A communications link depends on a set of communications protocols. A communications protocol is a clearly defined set of operational rules and procedures for communications.

Communications protocols include a transport protocol (from the Transport Layer of the OSI network architecture) such as the Transmission Control Protocol (TCP) or the User Datagram Protocol (UDP); and the corresponding network protocol (from the OSI Network Layer) such as the Internet Protocol (IP).

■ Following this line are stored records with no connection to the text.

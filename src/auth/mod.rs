pub mod extractor;
pub mod jwt;
pub mod password;
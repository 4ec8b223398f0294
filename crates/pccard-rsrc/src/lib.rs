//! Address-space and interrupt-line arbitration for PC Card sockets.
//!
//! Client drivers compete for three scarce host resources: memory address
//! ranges, I/O port ranges, and interrupt lines. This crate owns the
//! bookkeeping only, no hardware state:
//!
//! - [`ResourcePool`]: a sorted set of free address intervals per resource
//!   class, seeded by explicit `add_range` calls and narrowed by probing
//! - [`IrqTable`]: a fixed 16-line table with exclusive and shared ownership
//!   modes
//! - [`probe_memory`]: a destructive read/write probe that weeds out memory
//!   ranges which float or alias before they are ever handed to a client
//!
//! Grants are additionally recorded against a platform-supplied
//! [`ReservationRegistry`] so unrelated host code cannot claim the same
//! physical range.

mod error;
mod irq;
mod pool;
mod probe;

pub use error::{Result, RsrcError};
pub use irq::{IrqMode, IrqTable, IRQ_LINES};
pub use pool::{Interval, NullRegistry, ReservationRegistry, ResourcePool};
pub use probe::{probe_memory, validate_region, MemoryProbe, PROBE_BOUNDARY, PROBE_CHUNK};

#[cfg(test)]
mod proptests;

For an RPC client and server to communicate, their RPC runtimes must use at least one identical communications protocol, including a common RPC protocol, transport protocol, and network protocol. An RPC protocol is a communications protocol that supports the semantics of the DCE RPC API and runs over specific combinations of transport and network protocols. DCE RPC provides two RPC protocols: the connectionless RPC protocol and the connection-oriented RPC protocol.

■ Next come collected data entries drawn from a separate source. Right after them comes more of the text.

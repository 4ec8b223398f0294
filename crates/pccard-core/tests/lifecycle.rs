use std::sync::{Arc, Mutex};

use pccard_core::{
    BindFunction, CsError, Event, EventMask, EventNotice, IrqMode, SocketState, Veto,
};

mod util;
use util::{insert_card, recorder, remove_card, sample_cis, setup, EventLog};

#[test]
fn insertion_then_removal_round_trip() {
    let (srv, fake, sock) = setup(sample_cis());
    let log: EventLog = Arc::new(Mutex::new(Vec::new()));
    let client = srv
        .bind_client(
            sock,
            BindFunction::Function(0),
            EventMask::CARD_INSERTION | EventMask::CARD_REMOVAL,
            recorder(&log),
        )
        .unwrap();

    // Nothing seated yet: grants refused, no events.
    assert_eq!(srv.request_io(client, 0, 8, 8), Err(CsError::NoCard));
    assert!(log.lock().unwrap().is_empty());

    insert_card(&srv, &fake, sock);
    let (_, state) = srv.get_status(sock).unwrap();
    assert!(state.contains(SocketState::PRESENT));
    assert_eq!(log.lock().unwrap().as_slice(), &[Event::CardInsertion]);
    assert!(fake.power().vcc > 0);

    let base = srv.request_io(client, 0x3f8, 8, 0).unwrap();
    assert_eq!(base, 0x3f8);

    remove_card(&srv, &fake, sock);
    let (_, state) = srv.get_status(sock).unwrap();
    assert!(!state.contains(SocketState::PRESENT));
    assert_eq!(
        log.lock().unwrap().as_slice(),
        &[Event::CardInsertion, Event::CardRemoval]
    );
    // Socket power dropped with the card.
    assert_eq!(fake.power().vcc, 0);

    // The grant was force-released: the same ports are free to the next card.
    insert_card(&srv, &fake, sock);
    assert_eq!(srv.request_io(client, 0x3f8, 8, 0).unwrap(), 0x3f8);
}

#[test]
fn removal_is_delivered_before_teardown() {
    let (srv, fake, sock) = setup(sample_cis());
    let seen_present = Arc::new(Mutex::new(None::<bool>));

    let srv_in_handler = Arc::clone(&srv);
    let seen = Arc::clone(&seen_present);
    let handler = Box::new(move |notice: &EventNotice| {
        if notice.event == Event::CardRemoval {
            // Called back with no locks held, so this re-entry is fine.
            let (_, state) = srv_in_handler.get_status(notice.socket).unwrap();
            *seen.lock().unwrap() = Some(state.contains(SocketState::PRESENT));
        }
        Ok(())
    });
    let client = srv
        .bind_client(sock, BindFunction::Function(0), EventMask::CARD_REMOVAL, handler)
        .unwrap();

    insert_card(&srv, &fake, sock);
    srv.request_io(client, 0, 16, 16).unwrap();
    remove_card(&srv, &fake, sock);

    // Removal notification observed the card still nominally present.
    assert_eq!(*seen_present.lock().unwrap(), Some(true));
}

#[test]
fn bind_to_empty_socket_waits_for_card() {
    let (srv, fake, sock) = setup(sample_cis());
    let log: EventLog = Arc::new(Mutex::new(Vec::new()));
    srv.bind_client(
        sock,
        BindFunction::Function(0),
        EventMask::CARD_INSERTION | EventMask::REGISTRATION_COMPLETE,
        recorder(&log),
    )
    .unwrap();
    assert_eq!(
        log.lock().unwrap().as_slice(),
        &[Event::RegistrationComplete]
    );

    insert_card(&srv, &fake, sock);
    assert_eq!(
        log.lock().unwrap().as_slice(),
        &[Event::RegistrationComplete, Event::CardInsertion]
    );
}

#[test]
fn late_binder_gets_an_immediate_insertion() {
    let (srv, fake, sock) = setup(sample_cis());
    insert_card(&srv, &fake, sock);

    let log: EventLog = Arc::new(Mutex::new(Vec::new()));
    srv.bind_client(
        sock,
        BindFunction::Function(0),
        EventMask::CARD_INSERTION,
        recorder(&log),
    )
    .unwrap();
    assert_eq!(log.lock().unwrap().as_slice(), &[Event::CardInsertion]);
}

#[test]
fn masked_events_accumulate_as_pending() {
    let (srv, fake, sock) = setup(sample_cis());
    let log: EventLog = Arc::new(Mutex::new(Vec::new()));
    let client = srv
        .bind_client(sock, BindFunction::Function(0), EventMask::empty(), recorder(&log))
        .unwrap();

    insert_card(&srv, &fake, sock);
    assert!(log.lock().unwrap().is_empty());

    let pending = srv.set_event_mask(client, EventMask::CARD_INSERTION).unwrap();
    assert!(pending.contains(EventMask::CARD_INSERTION));
    assert!(pending.contains(EventMask::REGISTRATION_COMPLETE));
}

#[test]
fn vetoed_reset_changes_nothing() {
    let (srv, fake, sock) = setup(sample_cis());
    let log: EventLog = Arc::new(Mutex::new(Vec::new()));

    // Veto exactly the first reset request.
    let inner_log = Arc::clone(&log);
    let mut vetoed_once = false;
    let handler = Box::new(move |notice: &EventNotice| {
        inner_log.lock().unwrap().push(notice.event);
        if notice.event == Event::ResetRequest && !vetoed_once {
            vetoed_once = true;
            return Err(Veto);
        }
        Ok(())
    });
    srv.bind_client(
        sock,
        BindFunction::Function(0),
        EventMask::RESET_REQUEST | EventMask::RESET_PHYSICAL | EventMask::RESET_COMPLETE,
        handler,
    )
    .unwrap();
    insert_card(&srv, &fake, sock);

    assert_eq!(srv.reset(sock), Ok(false));
    assert_eq!(
        log.lock().unwrap().as_slice(),
        &[Event::ResetRequest, Event::ResetComplete { ok: false }]
    );
    let (_, state) = srv.get_status(sock).unwrap();
    assert!(state.contains(SocketState::PRESENT));
    assert!(!state.contains(SocketState::RESET_PENDING));

    log.lock().unwrap().clear();
    assert_eq!(srv.reset(sock), Ok(true));
    assert_eq!(
        log.lock().unwrap().as_slice(),
        &[
            Event::ResetRequest,
            Event::ResetPhysical,
            Event::ResetComplete { ok: true }
        ]
    );
}

#[test]
fn failed_reset_downgrades_to_removal() {
    let (srv, fake, sock) = setup(sample_cis());
    let log: EventLog = Arc::new(Mutex::new(Vec::new()));
    srv.bind_client(
        sock,
        BindFunction::Function(0),
        EventMask::CARD_INSERTION
            | EventMask::CARD_REMOVAL
            | EventMask::RESET_REQUEST
            | EventMask::RESET_PHYSICAL
            | EventMask::RESET_COMPLETE,
        recorder(&log),
    )
    .unwrap();
    insert_card(&srv, &fake, sock);

    // The card wedges: READY never comes back after the pulse.
    fake.set_ready_stuck(true);
    assert_eq!(srv.reset(sock), Ok(false));

    // Not just a failed reset: the socket fell all the way back to empty.
    let (_, state) = srv.get_status(sock).unwrap();
    assert!(!state.contains(SocketState::PRESENT));
    assert_eq!(fake.power().vcc, 0);
    assert_eq!(
        log.lock().unwrap().as_slice(),
        &[
            Event::CardInsertion,
            Event::ResetRequest,
            Event::ResetPhysical,
            Event::ResetComplete { ok: false },
            Event::CardRemoval
        ]
    );
}

#[test]
fn detaching_the_last_socket_shuts_down_the_driver() {
    let (srv, fake, sock) = setup(sample_cis());
    insert_card(&srv, &fake, sock);
    assert_eq!(fake.shutdown_count(), 0);

    srv.detach(sock).unwrap();
    assert_eq!(fake.shutdown_count(), 1);
    assert!(matches!(srv.get_status(sock), Err(CsError::BadSocket(_))));
}

#[test]
fn suspend_and_resume_keep_the_card() {
    let (srv, fake, sock) = setup(sample_cis());
    let log: EventLog = Arc::new(Mutex::new(Vec::new()));
    srv.bind_client(
        sock,
        BindFunction::Function(0),
        EventMask::PM_SUSPEND | EventMask::PM_RESUME | EventMask::CARD_REMOVAL
            | EventMask::CARD_INSERTION,
        recorder(&log),
    )
    .unwrap();
    insert_card(&srv, &fake, sock);
    // Populate the CIS cache so resume has something to re-check.
    let check = srv.validate(sock).unwrap();
    assert!(!check.corrupt);

    srv.suspend(sock).unwrap();
    assert_eq!(fake.power().vcc, 0);

    srv.resume(sock).unwrap();
    assert!(fake.power().vcc > 0);
    assert_eq!(
        log.lock().unwrap().as_slice(),
        &[Event::CardInsertion, Event::PmSuspend, Event::PmResume]
    );
}

#[test]
fn card_swap_during_suspend_reinserts() {
    let (srv, fake, sock) = setup(sample_cis());
    let log: EventLog = Arc::new(Mutex::new(Vec::new()));
    srv.bind_client(
        sock,
        BindFunction::Function(0),
        EventMask::PM_RESUME | EventMask::CARD_REMOVAL | EventMask::CARD_INSERTION,
        recorder(&log),
    )
    .unwrap();
    insert_card(&srv, &fake, sock);
    srv.validate(sock).unwrap();

    srv.suspend(sock).unwrap();
    let mut swapped = sample_cis();
    swapped[2] ^= 0xff; // different device byte
    fake.set_cis(swapped);
    srv.resume(sock).unwrap();
    srv.service_pending();

    // No PmResume: the swap is reported as removal plus fresh insertion.
    assert_eq!(
        log.lock().unwrap().as_slice(),
        &[Event::CardInsertion, Event::CardRemoval, Event::CardInsertion]
    );
}

#[test]
fn deregister_refused_while_grants_live() {
    let (srv, fake, sock) = setup(sample_cis());
    let client = srv
        .bind_client(
            sock,
            BindFunction::Function(0),
            EventMask::empty(),
            Box::new(|_| Ok(())),
        )
        .unwrap();
    insert_card(&srv, &fake, sock);

    let base = srv.request_io(client, 0, 32, 32).unwrap();
    srv.request_irq(client, IrqMode::Exclusive, None).unwrap();
    assert_eq!(srv.deregister_client(client), Err(CsError::InUse));

    srv.release_io(client, base, 32).unwrap();
    srv.release_irq(client).unwrap();
    srv.deregister_client(client).unwrap();

    // Handle is dead now.
    assert_eq!(srv.release_irq(client), Err(CsError::BadClient));
}

#[test]
fn stale_client_can_always_deregister() {
    let (srv, fake, sock) = setup(sample_cis());
    let client = srv
        .bind_client(
            sock,
            BindFunction::Function(0),
            EventMask::empty(),
            Box::new(|_| Ok(())),
        )
        .unwrap();
    insert_card(&srv, &fake, sock);
    srv.request_io(client, 0, 32, 32).unwrap();

    remove_card(&srv, &fake, sock);
    srv.deregister_client(client).unwrap();
}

· Connectionless (Datagram) RPC protocol

This protocol runs over a connectionless transport protocol such as UDP. The connectionless protocol supports broadcast calls.

· Connection-oriented RPC protocol

This protocol runs over a connection-oriented transport protocol such as TCP.

Each binding uses a single RPC protocol and a single pair of transport and network protocols. Only certain combinations of communications protocols are functionally valid (are actually useful for interoperation); for instance, the RPC connectionless protocol cannot run over connection-oriented transport protocols such as TCP. DCE RPC supports the following combinations of communications protocols (as provided by OSF):

· RPC connection-oriented protocol over the Internet Protocol Suite, Transmission Control Protocol (TCP/IP)Protocol

· RPC connectionless protocol over the Internet Protocol Suite, User Datagram Protocol (UDP/IP)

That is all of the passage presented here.